Stored items from a collection:
//! services/api/src/adapters/db.rs
//!
//! This module contains the database adapter, the concrete implementation
//! of the `TopicRepository` and `RewardsLedger` ports from the core crate.
//! It handles all interactions with the PostgreSQL database using `sqlx`.

use async_trait::async_trait;
use sqlx::{FromRow, PgPool};
use uuid::Uuid;

use tutelearn_core::domain::{CompletionRecord, TopicData};
use tutelearn_core::ports::{PortError, PortResult, RewardsLedger, TopicRepository};

//=========================================================================================
// The Main Adapter Struct
//=========================================================================================

/// A database adapter that implements the content-repository and
/// rewards-ledger ports.
#[derive(Clone)]
pub struct DbAdapter {
    pool: PgPool,
}

impl DbAdapter {
    /// Creates a new `DbAdapter`.
    pub fn new(pool: PgPool) -> Self {
        Self { pool }
    }

    /// A helper function to run database migrations at startup.
    pub async fn run_migrations(&self) -> Result<(), sqlx::Error> {
        sqlx::migrate!("./migrations").run(&self.pool).await?;
        Ok(())
    }
}

//=========================================================================================
// "Impure" Database Record Structs
//=========================================================================================

#[derive(FromRow)]
struct TopicRecord {
    id: Uuid,
    title: String,
    description: Option<String>,
    difficulty: String,
    estimated_minutes: i32,
}

/// Content items and questions are stored as ordered jsonb payloads; the
/// engine owns parsing them into their sum types.
#[derive(FromRow)]
struct PayloadRecord {
    payload: serde_json::Value,
}

fn unexpected(e: sqlx::Error) -> PortError {
    PortError::Unexpected(e.to_string())
}

//=========================================================================================
// `TopicRepository` Trait Implementation
//=========================================================================================

#[async_trait]
impl TopicRepository for DbAdapter {
    async fn fetch_topic(&self, topic_id: Uuid) -> PortResult<TopicData> {
        let topic = sqlx::query_as::<_, TopicRecord>(
            "SELECT id, title, description, difficulty, estimated_minutes \
             FROM topics WHERE id = $1",
        )
        .bind(topic_id)
        .fetch_one(&self.pool)
        .await
        .map_err(|e| match e {
            sqlx::Error::RowNotFound => {
                PortError::NotFound(format!("Topic {} not found", topic_id))
            }
            _ => unexpected(e),
        })?;

        let content_rows = sqlx::query_as::<_, PayloadRecord>(
            "SELECT payload FROM content_items WHERE topic_id = $1 ORDER BY position ASC",
        )
        .bind(topic_id)
        .fetch_all(&self.pool)
        .await
        .map_err(unexpected)?;

        let question_rows = sqlx::query_as::<_, PayloadRecord>(
            "SELECT payload FROM questions WHERE topic_id = $1 ORDER BY position ASC",
        )
        .bind(topic_id)
        .fetch_all(&self.pool)
        .await
        .map_err(unexpected)?;

        Ok(TopicData {
            id: topic.id,
            title: topic.title,
            description: topic.description,
            difficulty: topic.difficulty,
            estimated_minutes: topic.estimated_minutes.max(0) as u32,
            learning_content: Some(serde_json::Value::Array(
                content_rows.into_iter().map(|r| r.payload).collect(),
            )),
            quiz_questions: Some(serde_json::Value::Array(
                question_rows.into_iter().map(|r| r.payload).collect(),
            )),
        })
    }
}

//=========================================================================================
// `RewardsLedger` Trait Implementation
//=========================================================================================

#[async_trait]
impl RewardsLedger for DbAdapter {
    async fn credit_completion(
        &self,
        learner_id: Uuid,
        topic_id: Uuid,
        session_id: Uuid,
        record: &CompletionRecord,
    ) -> PortResult<()> {
        let answers = serde_json::to_value(&record.answers)
            .map_err(|e| PortError::Unexpected(e.to_string()))?;

        sqlx::query(
            "INSERT INTO tute_point_ledger \
             (id, learner_id, topic_id, session_id, points, score, total_questions, \
              percentage, passed, answers, started_at, completed_at) \
             VALUES ($1, $2, $3, $4, $5, $6, $7, $8, $9, $10, $11, $12)",
        )
        .bind(Uuid::new_v4())
        .bind(learner_id)
        .bind(topic_id)
        .bind(session_id)
        .bind(record.tute_points_earned as i32)
        .bind(record.score as i32)
        .bind(record.total_questions as i32)
        .bind(record.percentage as i32)
        .bind(record.passed)
        .bind(answers)
        .bind(record.started_at)
        .bind(record.completed_at)
        .execute(&self.pool)
        .await
        .map_err(unexpected)?;

        Ok(())
    }
}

* _Work required_
Your answer must be an exact copy of every entry above.

* _Response to this task_
//! services/api/src/adapters/db.rs
//!
//! This module contains the database adapter, the concrete implementation
//! of the `TopicRepository` and `RewardsLedger` ports from the core crate.
//! It handles all interactions with the PostgreSQL database using `sqlx`.

use async_trait::async_trait;
use sqlx::{FromRow, PgPool};
use uuid::Uuid;

use tutelearn_core::domain::{CompletionRecord, TopicData};
use tutelearn_core::ports::{PortError, PortResult, RewardsLedger, TopicRepository};

//=========================================================================================
// The Main Adapter Struct
//=========================================================================================

/// A database adapter that implements the content-repository and
/// rewards-ledger ports.
#[derive(Clone)]
pub struct DbAdapter {
    pool: PgPool,
}

impl DbAdapter {
    /// Creates a new `DbAdapter`.
    pub fn new(pool: PgPool) -> Self {
        Self { pool }
    }

    /// A helper function to run database migrations at startup.
    pub async fn run_migrations(&self) -> Result<(), sqlx::Error> {
        sqlx::migrate!("./migrations").run(&self.pool).await?;
        Ok(())
    }
}

//=========================================================================================
// "Impure" Database Record Structs
//=========================================================================================

#[derive(FromRow)]
struct TopicRecord {
    id: Uuid,
    title: String,
    description: Option<String>,
    difficulty: String,
    estimated_minutes: i32,
}

/// Content items and questions are stored as ordered jsonb payloads; the
/// engine owns parsing them into their sum types.
#[derive(FromRow)]
struct PayloadRecord {
    payload: serde_json::Value,
}

fn unexpected(e: sqlx::Error) -> PortError {
    PortError::Unexpected(e.to_string())
}

//=========================================================================================
// `TopicRepository` Trait Implementation
//=========================================================================================

#[async_trait]
impl TopicRepository for DbAdapter {
    async fn fetch_topic(&self, topic_id: Uuid) -> PortResult<TopicData> {
        let topic = sqlx::query_as::<_, TopicRecord>(
            "SELECT id, title, description, difficulty, estimated_minutes \
             FROM topics WHERE id = $1",
        )
        .bind(topic_id)
        .fetch_one(&self.pool)
        .await
        .map_err(|e| match e {
            sqlx::Error::RowNotFound => {
                PortError::NotFound(format!("Topic {} not found", topic_id))
            }
            _ => unexpected(e),
        })?;

        let content_rows = sqlx::query_as::<_, PayloadRecord>(
            "SELECT payload FROM content_items WHERE topic_id = $1 ORDER BY position ASC",
        )
        .bind(topic_id)
        .fetch_all(&self.pool)
        .await
        .map_err(unexpected)?;

        let question_rows = sqlx::query_as::<_, PayloadRecord>(
            "SELECT payload FROM questions WHERE topic_id = $1 ORDER BY position ASC",
        )
        .bind(topic_id)
        .fetch_all(&self.pool)
        .await
        .map_err(unexpected)?;

        Ok(TopicData {
            id: topic.id,
            title: topic.title,
            description: topic.description,
            difficulty: topic.difficulty,
            estimated_minutes: topic.estimated_minutes.max(0) as u32,
            learning_content: Some(serde_json::Value::Array(
                content_rows.into_iter().map(|r| r.payload).collect(),
            )),
            quiz_questions: Some(serde_json::Value::Array(
                question_rows.into_iter().map(|r| r.payload).collect(),
            )),
        })
    }
}

//=========================================================================================
// `RewardsLedger` Trait Implementation
//=========================================================================================

#[async_trait]
impl RewardsLedger for DbAdapter {
    async fn credit_completion(
        &self,
        learner_id: Uuid,
        topic_id: Uuid,
        session_id: Uuid,
        record: &CompletionRecord,
    ) -> PortResult<()> {
        let answers = serde_json::to_value(&record.answers)
            .map_err(|e| PortError::Unexpected(e.to_string()))?;

        sqlx::query(
            "INSERT INTO tute_point_ledger \
             (id, learner_id, topic_id, session_id, points, score, total_questions, \
              percentage, passed, answers, started_at, completed_at) \
             VALUES ($1, $2, $3, $4, $5, $6, $7, $8, $9, $10, $11, $12)",
        )
        .bind(Uuid::new_v4())
        .bind(learner_id)
        .bind(topic_id)
        .bind(session_id)
        .bind(record.tute_points_earned as i32)
        .bind(record.score as i32)
        .bind(record.total_questions as i32)
        .bind(record.percentage as i32)
        .bind(record.passed)
        .bind(answers)
        .bind(record.started_at)
        .bind(record.completed_at)
        .execute(&self.pool)
        .await
        .map_err(unexpected)?;

        Ok(())
    }
}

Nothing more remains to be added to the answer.